(Stored items)

•••••

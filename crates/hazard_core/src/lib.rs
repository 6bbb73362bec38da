//! Synthetic environmental-disaster dataset generation.
//!
//! Each sample index is expanded through a fixed derivation chain: a
//! geospatial/ecological site context, a calendar context on an hourly
//! timeline, a weather state drawn from context-dependent distributions,
//! and finally a disaster label from a prioritized rule cascade. Everything
//! draws from one pair of seeded random streams, so a run is reproducible
//! byte for byte from its configuration.

pub mod disaster;
pub mod io;
pub mod record;
pub mod region;
pub mod rng;
pub mod temporal;
pub mod weather;

use thiserror::Error;

use disaster::classify;
use record::Record;
use region::RegionContext;
use rng::SampleStreams;
use temporal::TemporalContext;
use weather::WeatherObservation;

/// Samples generated when the caller does not say otherwise.
pub const DEFAULT_SAMPLES: u64 = 10_000;

/// Run seed used when the caller does not say otherwise.
pub const DEFAULT_SEED: u64 = 42;

/// Failures surfaced by [`generate`].
#[derive(Debug, Error)]
pub enum GenerateError {
    /// The requested sample count leaves nothing to generate.
    #[error("sample count must be positive, got {0}")]
    InvalidSampleCount(u64),
    /// A distribution was constructed with out-of-domain parameters. The
    /// model constants make this unreachable; it is guarded rather than
    /// silently substituted.
    #[error("invalid {distribution} distribution parameters: {reason}")]
    Distribution {
        distribution: &'static str,
        reason: String,
    },
}

/// Configuration for one generation run.
#[derive(Clone, Copy, Debug)]
pub struct GeneratorConfig {
    /// Number of records to produce.
    pub samples: u64,
    /// Seed from which both random streams are derived.
    pub seed: u64,
}

impl Default for GeneratorConfig {
    fn default() -> Self {
        Self {
            samples: DEFAULT_SAMPLES,
            seed: DEFAULT_SEED,
        }
    }
}

/// Generate the full ordered record sequence for `config`.
///
/// Fails before consuming any random draws when the sample count is zero.
/// Records are independent except for the advancing random streams and the
/// strictly increasing hourly timestamp.
pub fn generate(config: &GeneratorConfig) -> Result<Vec<Record>, GenerateError> {
    if config.samples == 0 {
        return Err(GenerateError::InvalidSampleCount(config.samples));
    }

    let mut streams = SampleStreams::from_seed(config.seed);
    let mut records = Vec::with_capacity(config.samples as usize);

    for index in 0..config.samples {
        // The site comes first: the calendar flags need its latitude.
        let region = RegionContext::sample(&mut streams)?;
        let temporal = TemporalContext::derive(index, region.latitude);
        let weather = WeatherObservation::sample(&region, &temporal, &mut streams)?;
        let (label, weather) = classify(weather, &region, &mut streams)?;
        records.push(Record::assemble(&region, &temporal, &weather, label));
    }

    Ok(records)
}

•••••

## Work required
Return each line above precisely as written.

## Result below
filename crates/hazard_core/src/lib.rs
repository 6bbb73362bec38da
//! Synthetic environmental-disaster dataset generation.
//!
//! Each sample index is expanded through a fixed derivation chain: a
//! geospatial/ecological site context, a calendar context on an hourly
//! timeline, a weather state drawn from context-dependent distributions,
//! and finally a disaster label from a prioritized rule cascade. Everything
//! draws from one pair of seeded random streams, so a run is reproducible
//! byte for byte from its configuration.

pub mod disaster;
pub mod io;
pub mod record;
pub mod region;
pub mod rng;
pub mod temporal;
pub mod weather;

use thiserror::Error;

use disaster::classify;
use record::Record;
use region::RegionContext;
use rng::SampleStreams;
use temporal::TemporalContext;
use weather::WeatherObservation;

/// Samples generated when the caller does not say otherwise.
pub const DEFAULT_SAMPLES: u64 = 10_000;

/// Run seed used when the caller does not say otherwise.
pub const DEFAULT_SEED: u64 = 42;

/// Failures surfaced by [`generate`].
#[derive(Debug, Error)]
pub enum GenerateError {
    /// The requested sample count leaves nothing to generate.
    #[error("sample count must be positive, got {0}")]
    InvalidSampleCount(u64),
    /// A distribution was constructed with out-of-domain parameters. The
    /// model constants make this unreachable; it is guarded rather than
    /// silently substituted.
    #[error("invalid {distribution} distribution parameters: {reason}")]
    Distribution {
        distribution: &'static str,
        reason: String,
    },
}

/// Configuration for one generation run.
#[derive(Clone, Copy, Debug)]
pub struct GeneratorConfig {
    /// Number of records to produce.
    pub samples: u64,
    /// Seed from which both random streams are derived.
    pub seed: u64,
}

impl Default for GeneratorConfig {
    fn default() -> Self {
        Self {
            samples: DEFAULT_SAMPLES,
            seed: DEFAULT_SEED,
        }
    }
}

/// Generate the full ordered record sequence for `config`.
///
/// Fails before consuming any random draws when the sample count is zero.
/// Records are independent except for the advancing random streams and the
/// strictly increasing hourly timestamp.
pub fn generate(config: &GeneratorConfig) -> Result<Vec<Record>, GenerateError> {
    if config.samples == 0 {
        return Err(GenerateError::InvalidSampleCount(config.samples));
    }

    let mut streams = SampleStreams::from_seed(config.seed);
    let mut records = Vec::with_capacity(config.samples as usize);

    for index in 0..config.samples {
        // The site comes first: the calendar flags need its latitude.
        let region = RegionContext::sample(&mut streams)?;
        let temporal = TemporalContext::derive(index, region.latitude);
        let weather = WeatherObservation::sample(&region, &temporal, &mut streams)?;
        let (label, weather) = classify(weather, &region, &mut streams)?;
        records.push(Record::assemble(&region, &temporal, &weather, label));
    }

    Ok(records)
}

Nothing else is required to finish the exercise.